Four ways communications can engage employees on the return to workplace journey

In addition to its impact on lives and livelihoods, COVID-19 disrupted our sense of place. Familiar out-and-about spaces—stores, restaurants, places of worship, gyms, schools, and offices—made themselves comfortable in our homes. As we shopped online and ordered delivery, gathered around laptops for religious services and yoga sessions, and turned our dining rooms into classrooms, the line between work and home all but dissolved. As we reimagine what’s next, we are also re-evaluating how and where we want to work and even the relationship between employers and employees.

The return to the workplace will not be a throwback to the way things once were. Employees want flexibility: 64 percent prefer a hybrid model rather than fully onsite (17 percent) or completely remote (19 percent). Furthermore, 29 percent say they will look for a different job if required to return fully onsite. Nor will it be a concrete “new” normal. Rather, it will be a “next” normal that will evolve over time as leaders and employees work together to “learn into” what works. While many organizations have announced a general intent to embrace hybrid work going forward, employees say too few have expressed a clear post-pandemic vision.

How can employers get this right? Communication is key. Leaders must create a thoughtful, open, ongoing, and two-way dialogue with employees, partnering to shape the solution from the onset. The return to the workplace is not about a swift, single decision, but the start of a journey to define what’s next. Employers should share their broad direction, aspiration, and key principles now, then continue to listen, discuss, and act in partnership with their employees as answers emerge and evolve.

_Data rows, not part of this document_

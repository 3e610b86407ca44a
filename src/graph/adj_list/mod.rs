//! Incrementally built adjacency-list graph.
//!
//! Vertical split:
//! - `edges`: the edge-record arena
//! - `iter`: incidence-list and whole-graph iteration
//! - `tests`: module tests
//!
//! Vertices are implicit: a vertex is an index into the per-vertex head array and it
//! exists once it has been the endpoint of an inserted edge. Each vertex owns a singly
//! linked incidence list threaded through the shared arena, newest record first.
//!
//! ```text
//! heads
//!   0 -> { target: 1 } -> { target: 3 }
//!   1 -> { target: 2 } -> { target: 3 }
//!   2 -> { target: 0 }
//! ```
//!
//! # Performance
//! - `add_edge`: amortized O(1), plus O(k) when the vertex range grows by k slots
//! - `vertex_count` / `edge_count`: O(1)
//! - `neighbors`: O(degree)

mod edges;
mod iter;
#[cfg(any(test, feature = "proptest"))]
pub mod strategy;

use core::fmt;

use crate::error::{GraphError, Result};
use crate::graph::render::{self, RenderOptions};
use edges::{EdgeArena, EdgeId};
pub use iter::{EdgeRef, Edges, EdgesFrom, Neighbors, Vertices};

/// A grow-only adjacency list with a direction mode fixed at construction.
///
/// In undirected mode every insertion stores two physical records, `x -> y` and
/// `y -> x`, and both count towards [`edge_count`](Self::edge_count).
#[derive(Debug, Clone)]
pub struct AdjList {
    edges: EdgeArena,
    heads: Vec<Option<EdgeId>>,
    present: Vec<bool>,
    directed: bool,
    edge_count: usize,
    vertex_count: usize,
}

impl AdjList {
    /// Creates an empty graph in the requested mode.
    pub fn new(directed: bool) -> Self {
        Self {
            edges: EdgeArena::default(),
            heads: Vec::new(),
            present: Vec::new(),
            directed,
            edge_count: 0,
            vertex_count: 0,
        }
    }

    /// Creates an empty directed graph.
    pub fn directed() -> Self {
        Self::new(true)
    }

    /// Creates an empty undirected graph.
    pub fn undirected() -> Self {
        Self::new(false)
    }

    /// Creates an empty graph with room for `vertices` slots and `edges` physical records.
    pub fn with_capacity(directed: bool, vertices: usize, edges: usize) -> Self {
        Self {
            edges: EdgeArena::with_capacity(edges),
            heads: Vec::with_capacity(vertices),
            present: Vec::with_capacity(vertices),
            directed,
            edge_count: 0,
            vertex_count: 0,
        }
    }

    /// Builds a graph from a list of `(x, y)` pairs, inserted in order.
    pub fn from_edges<I>(directed: bool, edges: I) -> Self
    where
        I: IntoIterator<Item = (usize, usize)>,
    {
        let mut graph = Self::new(directed);
        graph.extend(edges);
        graph
    }

    /// Direction mode chosen at construction.
    #[inline(always)]
    pub fn is_directed(&self) -> bool {
        self.directed
    }

    /// Number of distinct indices that have appeared as an endpoint.
    #[inline(always)]
    pub fn vertex_count(&self) -> usize {
        self.vertex_count
    }

    /// Number of physical edge records.
    #[inline(always)]
    pub fn edge_count(&self) -> usize {
        self.edge_count
    }

    /// Length of the vertex range, i.e. one past the largest endpoint seen.
    ///
    /// Indices below this bound that never appeared as an endpoint are valid slots
    /// with no edges.
    #[inline(always)]
    pub fn slot_count(&self) -> usize {
        self.heads.len()
    }

    /// Whether `v` has appeared as an endpoint.
    #[inline]
    pub fn contains_vertex(&self, v: usize) -> bool {
        self.present.get(v).copied().unwrap_or(false)
    }

    /// Inserts `x -> y` with weight 0 (and `y -> x` in undirected mode).
    pub fn add_edge(&mut self, x: usize, y: usize) {
        self.add_weighted_edge(x, y, 0);
    }

    /// Inserts `x -> y` carrying `weight` (and the mirror record in undirected mode).
    pub fn add_weighted_edge(&mut self, x: usize, y: usize, weight: i64) {
        self.insert_record(x, y, weight);
        if !self.directed {
            self.insert_record(y, x, weight);
        }
    }

    /// Signed entry point: rejects negative endpoints without touching the graph.
    pub fn try_add_edge(&mut self, x: i64, y: i64) -> Result<()> {
        let x = Self::checked_vertex(x)?;
        let y = Self::checked_vertex(y)?;
        self.add_edge(x, y);
        Ok(())
    }

    fn checked_vertex(v: i64) -> Result<usize> {
        usize::try_from(v).map_err(|_| GraphError::InvalidVertex { vertex: v })
    }

    fn insert_record(&mut self, x: usize, y: usize, weight: i64) {
        let needed = x.max(y);
        if needed >= self.heads.len() {
            self.grow_to(needed);
        }

        let new_head = self.edges.push_front(self.heads[x], y, weight);
        self.heads[x] = Some(new_head);
        self.edge_count += 1;

        self.mark_present(x);
        self.mark_present(y);
    }

    /// Grows both slot arrays so that `max_index` is addressable.
    fn grow_to(&mut self, max_index: usize) {
        let new_len = max_index
            .checked_add(1)
            .expect("vertex index usize::MAX cannot be addressed");
        #[cfg(feature = "tracing")]
        tracing::trace!(from = self.heads.len(), to = new_len, "growing vertex slots");
        self.heads.resize(new_len, None);
        self.present.resize(new_len, false);
        debug_assert_eq!(self.heads.len(), self.present.len());
    }

    #[inline]
    fn mark_present(&mut self, v: usize) {
        if !self.present[v] {
            self.present[v] = true;
            self.vertex_count += 1;
        }
    }

    /// Number of outgoing records stored for `v`.
    pub fn degree(&self, v: usize) -> usize {
        self.edges_from(v).count()
    }

    /// Outgoing records of `v`, most recently inserted first. Empty for unknown `v`.
    #[inline]
    pub fn edges_from(&self, v: usize) -> EdgesFrom<'_> {
        let head = self.heads.get(v).copied().flatten();
        EdgesFrom::new(&self.edges, v, head)
    }

    /// Targets of `v`'s outgoing records, in list order.
    #[inline]
    pub fn neighbors(&self, v: usize) -> Neighbors<'_> {
        Neighbors::new(self.edges_from(v))
    }

    /// Every record, by ascending source and then list order.
    pub fn edges(&self) -> Edges<'_> {
        Edges::new(self)
    }

    /// Indices that have appeared as an endpoint, ascending.
    pub fn vertices(&self) -> Vertices<'_> {
        Vertices::new(&self.present)
    }

    /// Renders the graph as DOT text with default options.
    pub fn render(&self) -> String {
        self.render_with(&RenderOptions::default())
    }

    /// Renders the graph as DOT text with the given options.
    pub fn render_with(&self, options: &RenderOptions) -> String {
        render::to_dot(self, options)
    }

    #[cfg(test)]
    pub(crate) fn record_count(&self) -> usize {
        self.edges.len()
    }
}

impl Default for AdjList {
    fn default() -> Self {
        Self::undirected()
    }
}

impl Extend<(usize, usize)> for AdjList {
    fn extend<I: IntoIterator<Item = (usize, usize)>>(&mut self, iter: I) {
        for (x, y) in iter {
            self.add_edge(x, y);
        }
    }
}

impl fmt::Display for AdjList {
    fn fmt(&self, f: &mut fmt::Formatter<'_>) -> fmt::Result {
        render::write_dot(f, self, &RenderOptions::default())
    }
}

With this in mind, here are four principles leaders can incorporate into communication efforts:

  1. Listen. Workplace issues are both universal and individual, so employees deserve and expect to be heard. To gauge employee concerns, use interactive or “reverse town halls,” or skip-level meetings. Get first-hand perspective on how people are really doing, personally and professionally, during social events. Measure changes in sentiment with simple, frequently recurring pulse surveys, by gauging absenteeism, and monitoring publicly posted comments. Use this collective input to inform and guide communications efforts.
  2. Inspire. Many leaders face the post-pandemic challenge of re-energizing a burned-out workforce. Present a compelling, aspirational vision of what the future workplace could look like and how it enables your organizational goals and purpose. Acknowledge that the vision will evolve, and invite employees to join the journey to define it. Tap into both logical and emotional benefits. Test it with a sample group of employees to ensure that it resonates with frontline perspectives.
  3. Engage. Create forums that focus on two-way dialogue for employees to help ideate, problem solve, test, and learn. Crowdsourced ideas and learnings provide involvement, create a spirit of agency, and facilitate continued listening. Remember that not everything needs to be driven by central management. Create opportunities for dialogue across the organization. Management can analyze learnings and amplify what’s working.
  4. Guide. Like any significant change, return-to-workplace practices will morph and evolve, but that shouldn’t stop employers from providing guardrails or principles for what’s next. A global pharmaceutical company, for example, defined a clear set of guiding principles to shape the future model while maintaining flexibility. This enabled them to provide insight into what they did know, like how decisions would be made or impact monitored, giving employees something to plan around.

As your next normal starts to take shape, strive to share more with employees, including your uncertainty about the future and its evolution. Invite them to “learn into” the journey with you. Employees don’t expect their leaders to know all the answers, but they do want to be included in the process, and they expect leaders to help make sense of organizational decisions in periods of volatile change. Embracing these four communications principles can help.